Early life and education

She was born Roberta Hill in 1947 into the Oneida Nation of Wisconsin. She lived with her family on the reservation and also in Green Bay, Wisconsin. Her father was a musician.[2] She attended local schools.

Long interested in languages and story, Hill earned a BA in creative communication from the University of Wisconsin-Green Bay, an MA in fine arts from the University of Montana, and a PhD in American Studies from the University of Minnesota.[2] Her doctoral thesis was a biography and study of her paternal grandmother, Lillie Rosa Minoka Hill, a Mohawk who was the second Native American woman to earn a medical degree in the United States. She married an Oneida man and in 1905 moved with him from Philadelphia to the Wisconsin reservation.
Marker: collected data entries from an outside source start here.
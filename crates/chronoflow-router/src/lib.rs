//! ChronoFlow router — the entry point that turns a validated webhook
//! event into evaluated rules, executed actions and an outcome report.

pub mod outcome;
pub mod router;

pub use outcome::{EventOutcome, EventStatus};
pub use router::EventRouter;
Minoka Hill lived there for decades, operating a "kitchen clinic" in her home.[2]

Marriage and family

Hill married Ernest Whiteman, an artist. They have three children. He illustrated her first collection of poetry, Star Quilt (1984).[2]

Career

Whiteman has taught as a lecturer at numerous colleges. She has published poetry and essays on her work.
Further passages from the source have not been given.